** Opening Working data block **

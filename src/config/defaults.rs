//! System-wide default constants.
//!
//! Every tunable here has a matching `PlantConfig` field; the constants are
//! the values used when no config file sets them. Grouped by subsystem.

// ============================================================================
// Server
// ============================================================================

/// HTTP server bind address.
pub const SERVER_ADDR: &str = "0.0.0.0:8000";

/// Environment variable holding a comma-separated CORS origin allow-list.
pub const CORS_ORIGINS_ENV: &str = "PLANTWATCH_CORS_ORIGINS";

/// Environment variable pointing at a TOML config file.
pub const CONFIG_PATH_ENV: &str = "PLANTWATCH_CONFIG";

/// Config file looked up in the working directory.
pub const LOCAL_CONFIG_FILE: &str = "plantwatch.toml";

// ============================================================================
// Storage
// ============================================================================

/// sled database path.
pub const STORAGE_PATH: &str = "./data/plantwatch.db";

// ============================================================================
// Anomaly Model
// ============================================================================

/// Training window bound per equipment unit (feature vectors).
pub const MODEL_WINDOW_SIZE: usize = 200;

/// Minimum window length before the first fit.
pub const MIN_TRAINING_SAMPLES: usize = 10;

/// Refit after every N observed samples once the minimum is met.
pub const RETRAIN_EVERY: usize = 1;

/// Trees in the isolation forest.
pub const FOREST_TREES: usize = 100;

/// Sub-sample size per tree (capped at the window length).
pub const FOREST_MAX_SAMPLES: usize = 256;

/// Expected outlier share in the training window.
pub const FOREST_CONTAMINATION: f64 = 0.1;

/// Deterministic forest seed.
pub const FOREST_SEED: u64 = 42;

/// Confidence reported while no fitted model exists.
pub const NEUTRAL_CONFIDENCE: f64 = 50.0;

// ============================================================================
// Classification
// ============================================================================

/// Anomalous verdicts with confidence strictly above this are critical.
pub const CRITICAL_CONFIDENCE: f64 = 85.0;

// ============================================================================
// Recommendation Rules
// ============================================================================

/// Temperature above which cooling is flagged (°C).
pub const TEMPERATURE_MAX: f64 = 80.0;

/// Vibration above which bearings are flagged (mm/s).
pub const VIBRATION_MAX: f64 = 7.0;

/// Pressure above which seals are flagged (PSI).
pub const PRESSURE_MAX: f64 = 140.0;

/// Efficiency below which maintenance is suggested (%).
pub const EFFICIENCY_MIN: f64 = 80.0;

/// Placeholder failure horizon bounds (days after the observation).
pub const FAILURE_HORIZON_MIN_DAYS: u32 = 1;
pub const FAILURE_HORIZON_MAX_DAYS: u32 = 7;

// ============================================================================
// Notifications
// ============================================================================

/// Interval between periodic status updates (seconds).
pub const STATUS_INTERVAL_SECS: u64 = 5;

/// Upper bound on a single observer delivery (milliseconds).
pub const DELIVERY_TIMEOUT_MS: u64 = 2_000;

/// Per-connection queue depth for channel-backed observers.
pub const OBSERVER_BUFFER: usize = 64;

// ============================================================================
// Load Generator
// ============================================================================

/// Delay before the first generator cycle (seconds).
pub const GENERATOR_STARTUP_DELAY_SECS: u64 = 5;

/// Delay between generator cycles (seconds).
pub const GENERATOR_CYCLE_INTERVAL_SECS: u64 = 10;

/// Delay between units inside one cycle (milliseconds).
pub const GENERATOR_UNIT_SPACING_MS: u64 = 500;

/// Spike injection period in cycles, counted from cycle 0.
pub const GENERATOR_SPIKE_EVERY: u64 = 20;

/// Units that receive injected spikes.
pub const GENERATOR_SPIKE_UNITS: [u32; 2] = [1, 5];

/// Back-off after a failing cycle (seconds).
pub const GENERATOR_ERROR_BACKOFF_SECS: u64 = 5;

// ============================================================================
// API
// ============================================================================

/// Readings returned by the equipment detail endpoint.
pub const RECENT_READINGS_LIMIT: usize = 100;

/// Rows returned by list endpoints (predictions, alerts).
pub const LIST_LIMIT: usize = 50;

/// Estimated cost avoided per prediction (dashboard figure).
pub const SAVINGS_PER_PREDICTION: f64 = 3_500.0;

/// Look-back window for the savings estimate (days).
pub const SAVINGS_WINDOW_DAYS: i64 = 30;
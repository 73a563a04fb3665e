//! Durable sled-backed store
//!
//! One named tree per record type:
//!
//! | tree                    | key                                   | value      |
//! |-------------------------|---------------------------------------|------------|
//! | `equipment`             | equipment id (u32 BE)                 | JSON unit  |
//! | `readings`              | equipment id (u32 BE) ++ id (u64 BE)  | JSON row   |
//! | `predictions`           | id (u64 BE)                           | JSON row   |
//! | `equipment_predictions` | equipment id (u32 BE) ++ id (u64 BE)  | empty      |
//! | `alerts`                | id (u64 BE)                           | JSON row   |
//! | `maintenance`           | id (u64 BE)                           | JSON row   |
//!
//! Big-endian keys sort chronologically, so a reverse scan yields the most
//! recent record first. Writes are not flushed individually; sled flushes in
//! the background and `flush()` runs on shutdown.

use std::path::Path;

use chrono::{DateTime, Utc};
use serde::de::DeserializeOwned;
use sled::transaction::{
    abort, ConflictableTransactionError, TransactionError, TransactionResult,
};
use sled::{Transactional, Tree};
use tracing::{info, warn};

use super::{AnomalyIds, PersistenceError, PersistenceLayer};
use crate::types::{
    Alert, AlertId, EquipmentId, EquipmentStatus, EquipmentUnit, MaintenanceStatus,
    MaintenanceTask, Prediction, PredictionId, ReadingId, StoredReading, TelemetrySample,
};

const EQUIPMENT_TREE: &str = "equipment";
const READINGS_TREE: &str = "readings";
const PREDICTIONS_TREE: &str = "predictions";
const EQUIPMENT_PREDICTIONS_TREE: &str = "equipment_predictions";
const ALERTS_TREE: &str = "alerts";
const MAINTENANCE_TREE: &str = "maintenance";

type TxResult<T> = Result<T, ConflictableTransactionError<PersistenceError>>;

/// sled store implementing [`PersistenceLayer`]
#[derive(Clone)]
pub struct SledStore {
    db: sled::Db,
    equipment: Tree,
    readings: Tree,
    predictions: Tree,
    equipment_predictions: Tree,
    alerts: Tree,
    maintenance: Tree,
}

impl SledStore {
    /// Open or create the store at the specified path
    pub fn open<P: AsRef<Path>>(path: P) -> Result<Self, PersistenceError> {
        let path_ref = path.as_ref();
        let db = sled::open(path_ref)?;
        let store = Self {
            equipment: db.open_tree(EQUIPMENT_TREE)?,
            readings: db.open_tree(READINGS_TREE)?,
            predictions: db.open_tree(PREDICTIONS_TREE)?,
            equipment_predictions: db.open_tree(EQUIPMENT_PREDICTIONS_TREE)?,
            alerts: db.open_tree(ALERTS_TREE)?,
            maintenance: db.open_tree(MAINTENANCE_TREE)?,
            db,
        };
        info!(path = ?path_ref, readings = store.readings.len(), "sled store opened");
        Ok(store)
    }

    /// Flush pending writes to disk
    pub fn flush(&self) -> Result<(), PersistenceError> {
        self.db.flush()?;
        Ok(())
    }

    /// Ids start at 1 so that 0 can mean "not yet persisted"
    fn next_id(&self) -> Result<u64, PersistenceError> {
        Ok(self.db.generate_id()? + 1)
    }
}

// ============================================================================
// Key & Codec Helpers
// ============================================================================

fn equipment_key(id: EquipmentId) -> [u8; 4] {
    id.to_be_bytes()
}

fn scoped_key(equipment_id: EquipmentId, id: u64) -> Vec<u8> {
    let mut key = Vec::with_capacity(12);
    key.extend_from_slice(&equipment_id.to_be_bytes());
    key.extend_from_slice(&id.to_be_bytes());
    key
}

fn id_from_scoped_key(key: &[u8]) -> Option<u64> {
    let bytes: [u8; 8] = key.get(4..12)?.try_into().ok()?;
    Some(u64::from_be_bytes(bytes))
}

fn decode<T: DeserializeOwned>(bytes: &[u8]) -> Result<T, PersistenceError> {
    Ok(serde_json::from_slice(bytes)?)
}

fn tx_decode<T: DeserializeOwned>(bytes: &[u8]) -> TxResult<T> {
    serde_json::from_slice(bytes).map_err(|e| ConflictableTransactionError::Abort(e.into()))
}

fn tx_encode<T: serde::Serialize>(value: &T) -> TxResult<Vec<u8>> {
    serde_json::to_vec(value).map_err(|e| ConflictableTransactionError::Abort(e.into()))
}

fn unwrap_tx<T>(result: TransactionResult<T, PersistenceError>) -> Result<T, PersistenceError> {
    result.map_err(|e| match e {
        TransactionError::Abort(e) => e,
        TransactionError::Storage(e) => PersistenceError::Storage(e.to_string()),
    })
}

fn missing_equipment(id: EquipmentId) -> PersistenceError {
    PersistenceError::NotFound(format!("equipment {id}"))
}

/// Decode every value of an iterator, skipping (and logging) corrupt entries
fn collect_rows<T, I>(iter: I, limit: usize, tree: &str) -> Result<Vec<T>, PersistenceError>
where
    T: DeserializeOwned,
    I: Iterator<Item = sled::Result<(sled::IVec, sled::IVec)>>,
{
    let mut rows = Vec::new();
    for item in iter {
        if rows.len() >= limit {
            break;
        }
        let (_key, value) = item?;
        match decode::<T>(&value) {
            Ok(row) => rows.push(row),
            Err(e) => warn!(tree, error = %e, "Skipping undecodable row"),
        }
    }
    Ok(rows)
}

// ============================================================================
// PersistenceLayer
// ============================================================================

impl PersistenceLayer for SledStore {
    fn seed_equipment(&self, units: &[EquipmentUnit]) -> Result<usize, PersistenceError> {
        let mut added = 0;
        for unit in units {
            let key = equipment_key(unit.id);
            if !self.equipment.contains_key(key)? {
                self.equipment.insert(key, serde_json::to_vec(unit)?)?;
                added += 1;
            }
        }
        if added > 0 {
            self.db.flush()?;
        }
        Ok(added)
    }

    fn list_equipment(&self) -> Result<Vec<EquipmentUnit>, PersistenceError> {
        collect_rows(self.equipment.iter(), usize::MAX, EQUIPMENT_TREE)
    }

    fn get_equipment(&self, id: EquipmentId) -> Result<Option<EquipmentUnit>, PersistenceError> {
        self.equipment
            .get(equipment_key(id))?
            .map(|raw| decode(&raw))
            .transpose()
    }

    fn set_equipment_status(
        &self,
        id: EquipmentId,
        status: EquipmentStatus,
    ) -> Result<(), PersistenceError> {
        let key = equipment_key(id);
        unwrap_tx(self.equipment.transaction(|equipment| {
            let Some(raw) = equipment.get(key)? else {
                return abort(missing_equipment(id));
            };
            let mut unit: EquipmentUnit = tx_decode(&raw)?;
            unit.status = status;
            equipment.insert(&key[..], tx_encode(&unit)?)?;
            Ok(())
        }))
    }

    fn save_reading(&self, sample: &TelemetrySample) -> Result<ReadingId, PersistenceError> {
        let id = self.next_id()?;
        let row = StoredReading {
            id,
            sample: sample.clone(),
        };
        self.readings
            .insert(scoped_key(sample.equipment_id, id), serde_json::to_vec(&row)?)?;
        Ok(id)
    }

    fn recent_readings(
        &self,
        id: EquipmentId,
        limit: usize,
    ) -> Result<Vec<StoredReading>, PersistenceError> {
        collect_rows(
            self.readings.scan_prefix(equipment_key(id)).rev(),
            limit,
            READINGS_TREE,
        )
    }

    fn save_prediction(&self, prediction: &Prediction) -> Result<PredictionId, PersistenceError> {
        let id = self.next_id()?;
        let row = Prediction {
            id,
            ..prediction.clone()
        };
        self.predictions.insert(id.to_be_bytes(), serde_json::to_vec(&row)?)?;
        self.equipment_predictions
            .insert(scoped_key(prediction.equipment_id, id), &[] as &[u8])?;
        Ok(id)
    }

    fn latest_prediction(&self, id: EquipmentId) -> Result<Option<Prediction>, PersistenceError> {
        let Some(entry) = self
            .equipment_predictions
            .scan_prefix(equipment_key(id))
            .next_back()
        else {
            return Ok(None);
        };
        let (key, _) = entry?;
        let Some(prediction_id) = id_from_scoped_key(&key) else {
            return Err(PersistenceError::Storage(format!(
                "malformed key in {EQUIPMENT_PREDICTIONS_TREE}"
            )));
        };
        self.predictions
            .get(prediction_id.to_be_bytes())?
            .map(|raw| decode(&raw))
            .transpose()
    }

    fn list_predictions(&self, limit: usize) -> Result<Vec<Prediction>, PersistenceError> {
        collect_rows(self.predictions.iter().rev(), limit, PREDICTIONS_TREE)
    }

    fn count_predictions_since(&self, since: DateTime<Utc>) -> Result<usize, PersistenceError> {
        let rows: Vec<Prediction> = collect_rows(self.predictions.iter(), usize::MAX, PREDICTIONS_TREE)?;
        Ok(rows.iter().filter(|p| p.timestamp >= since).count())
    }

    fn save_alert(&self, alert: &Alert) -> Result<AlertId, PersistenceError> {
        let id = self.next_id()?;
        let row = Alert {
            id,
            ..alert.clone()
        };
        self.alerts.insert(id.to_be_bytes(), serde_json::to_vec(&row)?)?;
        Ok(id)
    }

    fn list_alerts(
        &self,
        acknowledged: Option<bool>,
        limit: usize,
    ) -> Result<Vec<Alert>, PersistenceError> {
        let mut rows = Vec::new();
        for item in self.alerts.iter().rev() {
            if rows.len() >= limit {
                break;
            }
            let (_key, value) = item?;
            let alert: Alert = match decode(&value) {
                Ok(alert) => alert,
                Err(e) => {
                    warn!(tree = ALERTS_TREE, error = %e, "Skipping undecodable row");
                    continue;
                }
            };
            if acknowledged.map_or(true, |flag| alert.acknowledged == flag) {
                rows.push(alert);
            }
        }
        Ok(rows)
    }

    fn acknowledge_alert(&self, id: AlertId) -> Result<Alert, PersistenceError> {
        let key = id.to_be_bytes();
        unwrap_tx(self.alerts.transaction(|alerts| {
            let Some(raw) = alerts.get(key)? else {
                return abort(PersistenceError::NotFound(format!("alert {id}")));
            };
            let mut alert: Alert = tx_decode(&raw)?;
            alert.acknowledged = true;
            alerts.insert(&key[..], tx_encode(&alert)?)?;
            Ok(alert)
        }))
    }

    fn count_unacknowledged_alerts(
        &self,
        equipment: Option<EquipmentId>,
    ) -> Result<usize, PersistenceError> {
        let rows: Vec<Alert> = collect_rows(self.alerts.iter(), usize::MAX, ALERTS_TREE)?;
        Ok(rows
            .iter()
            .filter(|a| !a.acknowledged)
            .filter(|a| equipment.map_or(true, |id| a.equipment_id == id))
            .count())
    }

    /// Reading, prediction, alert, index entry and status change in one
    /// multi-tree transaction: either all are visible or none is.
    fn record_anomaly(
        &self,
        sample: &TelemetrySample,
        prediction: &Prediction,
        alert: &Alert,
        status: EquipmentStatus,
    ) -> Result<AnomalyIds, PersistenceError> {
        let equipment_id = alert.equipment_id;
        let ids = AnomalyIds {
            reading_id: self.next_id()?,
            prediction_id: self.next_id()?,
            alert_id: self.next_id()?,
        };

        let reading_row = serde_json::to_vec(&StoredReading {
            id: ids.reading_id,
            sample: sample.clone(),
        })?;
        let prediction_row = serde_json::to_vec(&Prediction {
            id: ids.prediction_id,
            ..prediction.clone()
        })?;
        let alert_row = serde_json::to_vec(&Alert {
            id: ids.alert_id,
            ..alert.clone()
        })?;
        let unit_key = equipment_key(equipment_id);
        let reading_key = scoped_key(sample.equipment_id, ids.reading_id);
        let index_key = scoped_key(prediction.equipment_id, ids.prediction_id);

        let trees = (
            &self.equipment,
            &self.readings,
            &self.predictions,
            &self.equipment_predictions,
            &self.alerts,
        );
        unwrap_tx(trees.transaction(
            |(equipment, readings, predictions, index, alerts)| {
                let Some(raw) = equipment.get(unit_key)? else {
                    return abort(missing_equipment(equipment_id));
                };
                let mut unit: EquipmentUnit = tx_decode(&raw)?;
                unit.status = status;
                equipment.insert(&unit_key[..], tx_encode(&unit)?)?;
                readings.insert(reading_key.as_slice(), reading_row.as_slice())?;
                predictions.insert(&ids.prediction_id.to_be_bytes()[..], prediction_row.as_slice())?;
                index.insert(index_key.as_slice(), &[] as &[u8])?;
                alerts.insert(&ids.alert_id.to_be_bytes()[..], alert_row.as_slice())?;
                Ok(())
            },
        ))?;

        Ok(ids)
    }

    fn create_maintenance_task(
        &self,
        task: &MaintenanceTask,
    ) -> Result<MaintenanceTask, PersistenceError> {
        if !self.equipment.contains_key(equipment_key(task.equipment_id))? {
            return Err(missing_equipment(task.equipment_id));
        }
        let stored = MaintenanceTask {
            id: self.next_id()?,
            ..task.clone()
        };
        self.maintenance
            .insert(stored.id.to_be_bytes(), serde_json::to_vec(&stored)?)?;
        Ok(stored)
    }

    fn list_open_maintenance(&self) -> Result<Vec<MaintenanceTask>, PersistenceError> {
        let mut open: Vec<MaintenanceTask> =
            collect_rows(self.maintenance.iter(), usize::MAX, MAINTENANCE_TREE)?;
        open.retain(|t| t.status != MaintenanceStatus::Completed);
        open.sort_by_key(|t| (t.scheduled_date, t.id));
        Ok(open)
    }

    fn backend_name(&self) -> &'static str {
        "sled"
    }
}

** Closing Working data block **

* [Required work]: Write down exactly the span of lines above from the one containing "return abort(missing_equipment(equipment_id));" to the one containing "equipment.insert(&unit_key[..], tx_encode(&unit)?)?;", both ends included.

* [Reply]:
                    return abort(missing_equipment(equipment_id));
                };
                let mut unit: EquipmentUnit = tx_decode(&raw)?;
                unit.status = status;
                equipment.insert(&unit_key[..], tx_encode(&unit)?)?;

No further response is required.